Tradition, Gifts, and Sustainability

I received a great Christmas gift from my sister this past holiday season. It was a bag of walnut shells from walnuts that we gathered from the tree in front of my house last year. Now this might seem a bit odd to folks that did not grow up in the depression or in the years during and after WWII, but those whose families are still connected with the past might realize the value of such a gift for Christmas.

A Christmas Tradition

When you look at a photo of these walnuts you will note that there is a loop of string coming out of the top, and if you were to hold them you would feel the shells are light and clearly empty. You might even see a bit of glue around the seams where the two sides of the shells meet. This is because they are intended as ornaments for the Christmas tree. This has been a tradition in my family as long as I can remember. When I was a child my mom liked to spray paint the ornaments silver or gold, but as a teenager I developed a preference for natural colors and my mom agreed to let me keep some unpainted. When I moved out on my own my mom sent them with me and they have followed me ever since. I think the only time we added to the collection is when my mom gave my wife and me some additions at the beginning of our marriage.

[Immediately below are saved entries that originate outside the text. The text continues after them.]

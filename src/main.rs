use std::io;

use stacktally::AllocationTable;

fn main() -> io::Result<()> {
  let mut table = AllocationTable::new();

  table.record_alloc(0x1000, 128, &[0x401000, 0x402000]);
  table.record_alloc(0x2000, 64, &[0x401000, 0x402000]);
  table.record_alloc(0x3000, 256, &[0x403000]);
  table.record_free(0x2000);

  println!("=== demo profile ===");
  table.save_profile(&mut io::stdout())?;

  // Pretend a heap walk only reached the first allocation.
  table.mark_as_live(0x1000);
  let leaks = table.non_live_snapshot(None);

  println!("=== unreachable objects ===");
  leaks.report_individual_objects(&mut io::stdout())?;
  println!(
    "{} objects, {} bytes",
    leaks.total().allocs,
    leaks.total().alloc_bytes
  );

  table.release_snapshot(leaks);
  Ok(())
}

Sustainability in Practice

This gift is about more than the tradition. It is also about the time my sister put into carefully cracking some very well sealed walnuts in a way that allowed them to be used. It is also about the time that we spent together collecting the nuts, as well as the idea that such a simple thing can be recycled and enjoyed from year to year. Even the shells that could not be saved for ornaments will be used either for cooking fuel or will go back into the garden as compost or mulch.

Finding Deeper Meaning in Everyday Activities

There are a number of lessons that can be learned from this blog, as well as some that I have not thought of and likely need to learn myself. But that is what happens when something that looks simple turns out to be much deeper. So as you burn off all the calories that you ate over the holiday season and clean up all the stuff from the parties and decorating, look at the levels of what you did for the season. Did you learn just one or two things out of each activity or event? Or did you find it valuable on many levels or for many reasons?

Gardening on a Deeper Level

Once you have done that, think about your garden plans for this coming spring. Are they on a simple, single level or are they just a little bit deeper, a little more fulfilling, and a little more useful on more than one level? If they are not, I encourage you to find a way to get more out of your garden. I promise you a more complex return on the garden is worth any little bit of extra time and effort to get it. And if you need help, come take a look at this blog. I will be sharing my efforts to make a richer, more fulfilling garden for my family and me.

Manana!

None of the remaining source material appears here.